Tag: CBN’s

  • CBN’s monthly bailout to banks hits N1tr

    CBN’s monthly bailout to banks hits N1tr

    With banks’ high cash demand, the Central Bank of Nigeria (CBN) cumulative monthly bailout to them rose to N1.06 trillion last February from N75.39 billion the previous month. The loans consist of N154.50 billion direct Standing Lending Facility (SLF) and N905.51 billion intra-day lending facility.

    This reflects a daily average of N66.25 billion for the 16 transaction days in the month compared with a total request for N75.39 billion, with a daily average of N9.42 billion in eight transaction days last January.

    The SLF is an overnight CBN credit available on banking days between 2 pm and 3.30 pm, with settlement done on same day value. Funds are sourced from time, savings and foreign currency deposits, as well as accretion to unclassified assets. The funds are used to extend credit to the private sector and pay claims on demand deposit.

    According to CBN’s Economic Report for the month, data on Deposit Money Banks’ activities indicated that total assets and liabilities of the commercial banks amounted to N28.4 trillion, showing an increase of 2.9 per cent over the level at the end of January. Funds are sourced mainly from unclassified liabilities; Central Government deposits and claims on the Central Bank. The funds were used, largely, for extension of credit to the private sector.

    Also, at N14.4 trillion, banks’ credit to the domestic economy rose by 1.7 per cent above the level in the preceding month. The development was attributed to the increase in claims on the private sector during the review month.

    Total specified liquid assets of the commercial banks stood at N5.8 trillion, representing 38.2 per cent of their total current liabilities. At that level, the liquidity ratio fell by 1.8 percentage points below the level in the preceding month and was 8.2 percentage points above the stipulated minimum ratio of 30.0 per cent.

    Available data indicated that total assets and liabilities of the discount houses stood at N135.2 billion at end February, showing a decline of 20.4 per cent below the level at end-January 2015. The development was accounted for, largely, by the 80.2 and 10.9 per cent fall in claims on banks and Federal Government. Correspondingly, the decrease in total liabilities was attributed to the 76.1 per cent and 14.0 per cent fall in borrowings and money-at-call.

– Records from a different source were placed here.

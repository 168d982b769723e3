//! SOAP response reading.
//!
//! A response is either a SOAP fault, which fails the whole call, or a
//! list of response messages, one per object in the request. Message
//! classes are surfaced as data here; the service decides what an
//! `Error` class means for the caller.

use crate::common::error::{Error, Result, ServiceError, ServiceErrorSource};
use crate::common::xml::{EwsXmlReader, XmlNamespace, XmlNodeType};
use crate::schema::{FieldReference, SchemaRegistry};
use crate::service::request::{ResponseContext, ServiceRequest};
use std::str::FromStr;
use tracing::trace;

/// `ResponseClass` attribute of a response message.
#[derive(Debug, Clone, Copy, PartialEq, Eq)]
pub enum ResponseClass {
    Success,
    Warning,
    Error,
}

impl FromStr for ResponseClass {
    type Err = Error;

    fn from_str(s: &str) -> Result<Self> {
        match s {
            "Success" => Ok(ResponseClass::Success),
            "Warning" => Ok(ResponseClass::Warning),
            "Error" => Ok(ResponseClass::Error),
            other => Err(Error::Deserialization(format!(
                "Unknown response class '{}'",
                other
            ))),
        }
    }
}

/// Common part of every `*ResponseMessage` element.
#[derive(Debug, Clone)]
pub struct ResponseMessage {
    pub class: ResponseClass,
    /// `NoError` on success
    pub code: String,
    pub message_text: Option<String>,
    pub descriptive_link_key: Option<i32>,
    /// Property named in `MessageXml`, if any
    pub field: Option<FieldReference>,
}

impl ResponseMessage {
    fn new(class: ResponseClass) -> Self {
        Self {
            class,
            code: String::new(),
            message_text: None,
            descriptive_link_key: None,
            field: None,
        }
    }

    #[inline]
    pub fn is_success(&self) -> bool {
        self.class == ResponseClass::Success
    }

    pub fn to_error(&self) -> ServiceError {
        ServiceError {
            code: self.code.clone(),
            message: self.message_text.clone().unwrap_or_default(),
            source: ServiceErrorSource::ResponseMessage,
            field: self.field.clone(),
        }
    }
}

/// `ServerVersionInfo` from the SOAP header.
#[derive(Debug, Clone, Default, PartialEq, Eq)]
pub struct ServerVersionInfo {
    pub major_version: u32,
    pub minor_version: u32,
    pub major_build_number: u32,
    pub minor_build_number: u32,
    /// Schema version name, e.g. `V2_23`
    pub version: Option<String>,
}

impl ServerVersionInfo {
    fn read_attributes(reader: &EwsXmlReader<'_>) -> Self {
        let number = |name: &str| {
            reader
                .attribute(name)
                .and_then(|value| {
                    atoi_simd::parse::<u32, false, false>(value.trim().as_bytes()).ok()
                })
                .unwrap_or_default()
        };
        Self {
            major_version: number("MajorVersion"),
            minor_version: number("MinorVersion"),
            major_build_number: number("MajorBuildNumber"),
            minor_build_number: number("MinorBuildNumber"),
            version: reader.attribute("Version").map(str::to_string),
        }
    }
}

/// Parsed envelope of a successful call.
#[derive(Debug)]
pub struct SoapResponse {
    pub server_info: Option<ServerVersionInfo>,
    pub messages: Vec<ResponseMessage>,
}

/// Read the next child of the current element.
///
/// Returns true on a child start tag, false on the parent's end tag.
fn next_child(reader: &mut EwsXmlReader<'_>, owner: &str) -> Result<bool> {
    loop {
        reader.read_significant()?;
        match reader.node_type() {
            XmlNodeType::StartElement => return Ok(true),
            XmlNodeType::EndElement => return Ok(false),
            XmlNodeType::Text => {},
            XmlNodeType::EndOfDocument | XmlNodeType::None => {
                return Err(Error::Deserialization(format!(
                    "Unexpected end of document inside <{}>",
                    owner
                )));
            },
        }
    }
}

fn is_soap_element(reader: &EwsXmlReader<'_>, name: &str) -> bool {
    reader.node_type() == XmlNodeType::StartElement
        && reader.namespace().is_soap()
        && reader.local_name() == name
}

/// Parse `xml` as the response to `request`.
///
/// Operation-specific message content is handed to the request as it is
/// encountered. A SOAP fault is returned as [`Error::Service`].
pub fn read_response<R: ServiceRequest>(
    xml: &str,
    request: &mut R,
    context: &ResponseContext<'_>,
) -> Result<SoapResponse> {
    let mut reader = EwsXmlReader::new(xml);
    reader.read_significant()?;
    if !is_soap_element(&reader, "Envelope") {
        return Err(Error::Deserialization(
            "Response is not a SOAP envelope".to_string(),
        ));
    }

    let mut server_info = None;
    loop {
        if !next_child(&mut reader, "Envelope")? {
            return Err(Error::Deserialization(
                "SOAP envelope has no body".to_string(),
            ));
        }
        if is_soap_element(&reader, "Header") {
            server_info = read_header(&mut reader)?;
        } else if is_soap_element(&reader, "Body") {
            break;
        } else {
            reader.skip_current_element()?;
        }
    }

    if !next_child(&mut reader, "Body")? {
        return Err(Error::Deserialization("SOAP body is empty".to_string()));
    }
    if is_soap_element(&reader, "Fault") {
        return Err(read_fault(&mut reader, context.registry)?.into());
    }

    reader.ensure_current_node_is_start_element(XmlNamespace::Messages, R::RESPONSE_ELEMENT)?;
    reader.read_start_element(XmlNamespace::Messages, "ResponseMessages")?;
    let mut messages = Vec::new();
    while next_child(&mut reader, "ResponseMessages")? {
        reader.ensure_current_node_is_start_element(
            XmlNamespace::Messages,
            R::RESPONSE_MESSAGE_ELEMENT,
        )?;
        let message = read_message(&mut reader, messages.len(), request, context)?;
        messages.push(message);
    }
    reader.read_end_element(XmlNamespace::Messages, R::RESPONSE_ELEMENT)?;

    Ok(SoapResponse {
        server_info,
        messages,
    })
}

fn read_header(reader: &mut EwsXmlReader<'_>) -> Result<Option<ServerVersionInfo>> {
    let mut info = None;
    while next_child(reader, "Header")? {
        if reader.is_start_element(XmlNamespace::Types, "ServerVersionInfo") {
            info = Some(ServerVersionInfo::read_attributes(reader));
        }
        reader.skip_current_element()?;
    }
    Ok(info)
}

fn read_message<R: ServiceRequest>(
    reader: &mut EwsXmlReader<'_>,
    index: usize,
    request: &mut R,
    context: &ResponseContext<'_>,
) -> Result<ResponseMessage> {
    let class = reader
        .attribute("ResponseClass")
        .ok_or_else(|| {
            Error::Deserialization(format!(
                "<{}> without ResponseClass",
                R::RESPONSE_MESSAGE_ELEMENT
            ))
        })?
        .parse::<ResponseClass>()?;
    let mut message = ResponseMessage::new(class);

    while next_child(reader, R::RESPONSE_MESSAGE_ELEMENT)? {
        let in_messages = reader.namespace() == XmlNamespace::Messages;
        let name = reader.local_name().to_string();
        match name.as_str() {
            "MessageText" if in_messages => message.message_text = Some(reader.read_value()?),
            "ResponseCode" if in_messages => message.code = reader.read_value()?,
            "DescriptiveLinkKey" if in_messages => {
                let text = reader.read_value()?;
                message.descriptive_link_key =
                    atoi_simd::parse::<i32, false, false>(text.trim().as_bytes()).ok();
            },
            "MessageXml" if in_messages => {
                message.field = read_message_xml(reader, context.registry)?;
            },
            _ => {
                if !request.read_message_element(index, reader, context)? {
                    trace!(
                        message = R::RESPONSE_MESSAGE_ELEMENT,
                        element = %name,
                        "skipping unrecognized element"
                    );
                    reader.skip_current_element()?;
                }
            },
        }
    }
    Ok(message)
}

/// First field path inside `MessageXml`; other content is skipped.
fn read_message_xml(
    reader: &mut EwsXmlReader<'_>,
    registry: &SchemaRegistry,
) -> Result<Option<FieldReference>> {
    let mut field = None;
    while next_child(reader, "MessageXml")? {
        if field.is_none() {
            field = FieldReference::read_from_xml(reader, registry)?;
        } else {
            reader.skip_current_element()?;
        }
    }
    Ok(field)
}

fn read_fault(reader: &mut EwsXmlReader<'_>, registry: &SchemaRegistry) -> Result<ServiceError> {
    let mut fault_code = None;
    let mut fault_string = None;
    let mut code = None;
    let mut message = None;
    let mut field = None;

    while next_child(reader, "Fault")? {
        let name = reader.local_name().to_string();
        match name.as_str() {
            "faultcode" => fault_code = Some(reader.read_value()?),
            "faultstring" => fault_string = Some(reader.read_value()?),
            "detail" => {
                while next_child(reader, "detail")? {
                    let in_errors = reader.namespace() == XmlNamespace::Errors;
                    let name = reader.local_name().to_string();
                    match name.as_str() {
                        "ResponseCode" if in_errors => code = Some(reader.read_value()?),
                        "Message" if in_errors => message = Some(reader.read_value()?),
                        "MessageXml" => field = read_message_xml(reader, registry)?,
                        _ => reader.skip_current_element()?,
                    }
                }
            },
            _ => reader.skip_current_element()?,
        }
    }

    Ok(ServiceError {
        code: code
            .or(fault_code)
            .unwrap_or_else(|| "ErrorInternalServerError".to_string()),
        message: message.or(fault_string).unwrap_or_default(),
        source: ServiceErrorSource::SoapFault,
        field,
    })
}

    Discount houses’ investment in Federal Government securities stood at N51.98 billion and accounted for 52.7 per cent of their total deposit liabilities. Thus, investments in Federal Government Securities was 7.3 percentage points below the prescribed minimum level of 60 per cent.

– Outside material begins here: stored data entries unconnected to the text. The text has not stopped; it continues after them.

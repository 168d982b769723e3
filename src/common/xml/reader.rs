//! Cursor-based reader over namespaced EWS XML.
//!
//! [`EwsXmlReader`] wraps a `quick-xml` pull parser and exposes one node at
//! a time. Every routine that reads an element follows the same positional
//! contract: after reading a leaf value the cursor sits on that element's
//! end tag, and after reading a container it sits on the container's end
//! tag. Empty elements (`<t:Subject/>`) are reported as a start element
//! flagged empty followed by a synthetic end element, so callers never need
//! a second code path for them.

use crate::common::error::{Error, Result};
use crate::common::xml::escape::{resolve_entity, unescape_references, unescape_xml};
use crate::common::xml::namespace::{XSI_NS, XmlNamespace};
use quick_xml::Reader;
use quick_xml::events::{BytesStart, Event};
use smallvec::SmallVec;
use std::collections::VecDeque;

const XML_NS: &str = "http://www.w3.org/XML/1998/namespace";

/// Kind of node under the cursor.
#[derive(Debug, Clone, Copy, PartialEq, Eq)]
pub enum XmlNodeType {
    /// Nothing has been read yet
    None,
    /// Start tag (possibly of an empty element)
    StartElement,
    /// End tag (possibly synthetic, for an empty element)
    EndElement,
    /// Text, CDATA and entity references merged into one value
    Text,
    /// The input is exhausted
    EndOfDocument,
}

/// An attribute of the current start element, with its namespace resolved.
#[derive(Debug, Clone, PartialEq, Eq)]
pub struct XmlAttribute {
    /// Resolved namespace, `NotSpecified` for unprefixed attributes
    pub namespace: XmlNamespace,
    /// Local part of the attribute name
    pub local_name: String,
    /// Unescaped attribute value
    pub value: String,
}
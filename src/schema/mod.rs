//! Declarative schema layer.
//!
//! Property definitions, their flags and scalar codec, the ordered schemas
//! built from the static tables, and the wire-level ways of referring to
//! properties (field paths, extended properties, property sets).

pub mod codec;
pub mod definition;
pub mod extended;
pub mod field;
pub mod flags;
pub mod property_set;
pub mod registry;
pub mod tables;

pub use codec::ScalarKind;
pub use definition::{ComplexFactory, PropertyDefinition, PropertyKind, default_instance};
pub use extended::{
    DefaultExtendedPropertySet, ExtendedPropertyDefinition, MapiPropertyType, PropertyKey,
    PropertySetId,
};
pub use field::{FieldPath, FieldReference};
pub use flags::{FlagGate, PropertyDefinitionFlags};
pub use property_set::{AdditionalProperty, BasePropertySet, PropertySet};
pub use registry::{Schema, SchemaBuilder, SchemaRegistry, SchemaTarget};
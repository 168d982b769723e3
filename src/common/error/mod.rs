//! Unified error types for the EWS binding.
//!
//! This module provides a single error type covering local validation,
//! deserialization, version gating and remote service failures.

// Submodule declarations
pub mod conversions;
pub mod types;

// Re-exports
pub use types::{Error, Result, ServiceError, ServiceErrorSource};
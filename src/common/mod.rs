//! Common types and utilities shared across the binding.
//!
//! This module holds the error type, server versions, client configuration
//! and the XML reader/writer wrappers every other layer builds on.

// Submodule declarations
pub mod config;
pub mod error;
pub mod version;
pub mod xml;

// Re-exports for convenience
pub use config::ServiceConfig;
pub use error::{Error, Result, ServiceError, ServiceErrorSource};
pub use version::ExchangeVersion;
pub use xml::{EwsXmlReader, EwsXmlWriter, XmlNamespace};
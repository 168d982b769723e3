//! The request side of a service call.

use crate::common::error::{Error, Result};
use crate::common::version::ExchangeVersion;
use crate::common::xml::{EwsXmlReader, EwsXmlWriter};
use crate::schema::SchemaRegistry;
use crate::service::response::ResponseMessage;

/// What a response reader may consult while parsing.
#[derive(Debug, Clone, Copy)]
pub struct ResponseContext<'a> {
    /// Version the request was written for
    pub version: ExchangeVersion,
    pub registry: &'a SchemaRegistry,
}

/// One EWS operation.
///
/// The request writes its own body element content and reads the
/// operation-specific children of each response message. Envelope
/// handling, faults and response classes are dealt with by the caller.
pub trait ServiceRequest: Sized {
    type Response;

    /// Body element, e.g. `GetItem`
    const ELEMENT: &'static str;
    /// Response element, e.g. `GetItemResponse`
    const RESPONSE_ELEMENT: &'static str;
    /// Response message element, e.g. `GetItemResponseMessage`
    const RESPONSE_MESSAGE_ELEMENT: &'static str;

    fn minimum_version(&self) -> ExchangeVersion {
        ExchangeVersion::Exchange2007Sp1
    }

    /// Check the request before anything is written.
    fn validate(&self, _version: ExchangeVersion) -> Result<()> {
        Ok(())
    }

    fn write_attributes(&self, _writer: &mut EwsXmlWriter) -> Result<()> {
        Ok(())
    }

    fn write_elements(&self, writer: &mut EwsXmlWriter) -> Result<()>;

    /// Number of response messages the server must return.
    fn expected_message_count(&self) -> usize;

    /// Read one operation-specific child of response message `index`.
    ///
    /// Returns false for elements the request does not know; the caller
    /// skips them.
    fn read_message_element(
        &mut self,
        index: usize,
        reader: &mut EwsXmlReader<'_>,
        context: &ResponseContext<'_>,
    ) -> Result<bool>;

    /// Turn the parsed messages into the result of the call.
    ///
    /// Only called when every message succeeded. Objects owned by the
    /// request must stay untouched until then.
    fn finish(&mut self, messages: Vec<ResponseMessage>) -> Result<Self::Response>;
}

/// Fail when a request built for more objects than the server answered.
pub(crate) fn ensure_message_count(expected: usize, actual: usize) -> Result<()> {
    if expected == actual {
        Ok(())
    } else {
        Err(Error::Deserialization(format!(
            "Expected {} response messages but received {}",
            expected, actual
        )))
    }
}
//! Postal address entries of `PhysicalAddresses`.
//!
//! Each sub-field has its own indexed URI
//! (`contacts:PhysicalAddress:Street`, ...), so updates are written per
//! sub-field rather than per entry.

use crate::common::error::{Error, Result};
use crate::common::xml::{EwsXmlReader, EwsXmlWriter, XmlNamespace, XmlNodeType};
use crate::property::dictionary::{DictionaryEntry, EntryScope};
use crate::property::update::UpdateSink;
use crate::schema::FieldPath;

#[derive(Debug, Clone, Default, PartialEq, Eq)]
pub struct PhysicalAddressEntry {
    pub street: Option<String>,
    pub city: Option<String>,
    pub state: Option<String>,
    pub country_or_region: Option<String>,
    pub postal_code: Option<String>,
}

impl PhysicalAddressEntry {
    /// Sub-fields in schema order.
    fn fields(&self) -> [(&'static str, Option<&str>); 5] {
        [
            ("Street", self.street.as_deref()),
            ("City", self.city.as_deref()),
            ("State", self.state.as_deref()),
            ("CountryOrRegion", self.country_or_region.as_deref()),
            ("PostalCode", self.postal_code.as_deref()),
        ]
    }

    fn field_mut(&mut self, element: &str) -> Option<&mut Option<String>> {
        match element {
            "Street" => Some(&mut self.street),
            "City" => Some(&mut self.city),
            "State" => Some(&mut self.state),
            "CountryOrRegion" => Some(&mut self.country_or_region),
            "PostalCode" => Some(&mut self.postal_code),
            _ => None,
        }
    }
}

impl DictionaryEntry for PhysicalAddressEntry {
    fn read_entry(&mut self, reader: &mut EwsXmlReader<'_>) -> Result<()> {
        if reader.is_empty_element() {
            return reader.read();
        }
        loop {
            reader.read_significant()?;
            match reader.node_type() {
                XmlNodeType::StartElement => {
                    let element = reader.local_name().to_string();
                    if self.field_mut(&element).is_some() {
                        let value = reader.read_value()?;
                        if let Some(field) = self.field_mut(&element) {
                            *field = Some(value);
                        }
                    } else {
                        reader.skip_current_element()?;
                    }
                },
                XmlNodeType::EndElement => {
                    return reader.ensure_current_node_is_end_element(XmlNamespace::Types, "Entry");
                },
                XmlNodeType::Text => {},
                XmlNodeType::EndOfDocument | XmlNodeType::None => {
                    return Err(Error::Deserialization(
                        "Unexpected end of document inside <Entry>".to_string(),
                    ));
                },
            }
        }
    }

    fn write_entry_content(&self, writer: &mut EwsXmlWriter) -> Result<()> {
        for (element, value) in self.fields() {
            if let Some(value) = value {
                writer.write_element_value(XmlNamespace::Types, element, value)?;
            }
        }
        Ok(())
    }

    fn write_entry_update(
        &self,
        previous: Option<&Self>,
        scope: &EntryScope<'_>,
        sink: &mut UpdateSink<'_>,
    ) -> Result<()> {
        let empty = Self::default();
        let previous = previous.unwrap_or(&empty).fields();

        for ((element, current), (_, old)) in self.fields().into_iter().zip(previous) {
            if current == old {
                continue;
            }
            let uri = format!("{}:{}", scope.entry_uri, element);
            let path = FieldPath::Indexed {
                uri: &uri,
                index: scope.key,
            };
            match current {
                Some(value) => sink.write_set(path, |writer| {
                    scope.write_wrapped(writer, |writer| {
                        writer.write_element_value(XmlNamespace::Types, element, value)
                    })
                })?,
                None => sink.write_delete(path)?,
            }
        }
        Ok(())
    }

    fn write_entry_delete(&self, scope: &EntryScope<'_>, sink: &mut UpdateSink<'_>) -> Result<()> {
        for (element, value) in self.fields() {
            if value.is_some() {
                let uri = format!("{}:{}", scope.entry_uri, element);
                sink.write_delete(FieldPath::Indexed {
                    uri: &uri,
                    index: scope.key,
                })?;
            }
        }
        Ok(())
    }
}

    At that level, discount houses’ investments on Nigeria Treasury Bills fell by 0.8 per cent below the level at the end of the preceding month. Total borrowing and amount owed by the discount houses was N29.37 billion, while their capital and reserves amounted to N29.6 billion. This resulted in a gearing ratio of 1.8:1, compared with the stipulated maximum target of 50:1 for fiscal 2015.

    Available data indicated that interest rates rose during the review month. All other deposit rates of various maturities rose from a range of 3.57 to 10.79 per cent. The average prime lending and maximum lending rates trended upward during the review month. The spread between the weighted average term deposit and maximum lending rates declined by 0.23 percentage point to 17.08 percentage points at the end of February 2015.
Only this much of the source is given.